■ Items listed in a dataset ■
□ □ □ □ □ □ □

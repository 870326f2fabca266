//! Emotion labelling capability

use std::fmt;

use crate::landmarks::LandmarkSet;

/// Emotion recognizer backing [`EmotionSource::Model`]
pub trait EmotionModel: Send {
    /// Dominant emotion for the frame, or `None` when nothing was recognized
    fn detect(&mut self, faces: &[LandmarkSet]) -> Option<String>;
}

/// Where per-frame emotion labels come from
pub enum EmotionSource {
    /// Always reports a fixed label
    Disabled { label: String },

    /// Runs a model every `refresh_every` frames and reuses the last label in between
    Model {
        model: Box<dyn EmotionModel>,
        refresh_every: u64,
        last_label: String,
        frames_seen: u64,
    },
}

impl EmotionSource {
    pub fn disabled(label: impl Into<String>) -> Self {
        EmotionSource::Disabled { label: label.into() }
    }

    /// `initial_label` is reported until the model recognizes something
    pub fn model(model: Box<dyn EmotionModel>, refresh_every: u64, initial_label: impl Into<String>) -> Self {
        EmotionSource::Model {
            model,
            refresh_every: refresh_every.max(1),
            last_label: initial_label.into(),
            frames_seen: 0,
        }
    }

    /// Label for the current frame, shared by every face in it
    pub fn label_frame(&mut self, faces: &[LandmarkSet]) -> String {
        match self {
            EmotionSource::Disabled { label } => label.clone(),
            EmotionSource::Model {
                model,
                refresh_every,
                last_label,
                frames_seen,
            } => {
                if *frames_seen % *refresh_every == 0 {
                    if let Some(label) = model.detect(faces).filter(|l| !l.is_empty()) {
                        *last_label = label;
                    }
                }
                *frames_seen += 1;
                last_label.clone()
            }
        }
    }

    pub fn is_enabled(&self) -> bool {
        matches!(self, EmotionSource::Model { .. })
    }
}

impl fmt::Debug for EmotionSource {
    fn fmt(&self, f: &mut fmt::Formatter<'_>) -> fmt::Result {
        match self {
            EmotionSource::Disabled { label } => f.debug_struct("Disabled").field("label", label).finish(),
            EmotionSource::Model {
                refresh_every,
                last_label,
                frames_seen,
                ..
            } => f
                .debug_struct("Model")
                .field("refresh_every", refresh_every)
                .field("last_label", last_label)
                .field("frames_seen", frames_seen)
                .finish(),
        }
    }
}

□ □ □ □ □ □ □

■ What the task requires ■
Within the records, how many lines carry the word "finish"? Reply with the figure alone.

■ Exercise output ■
2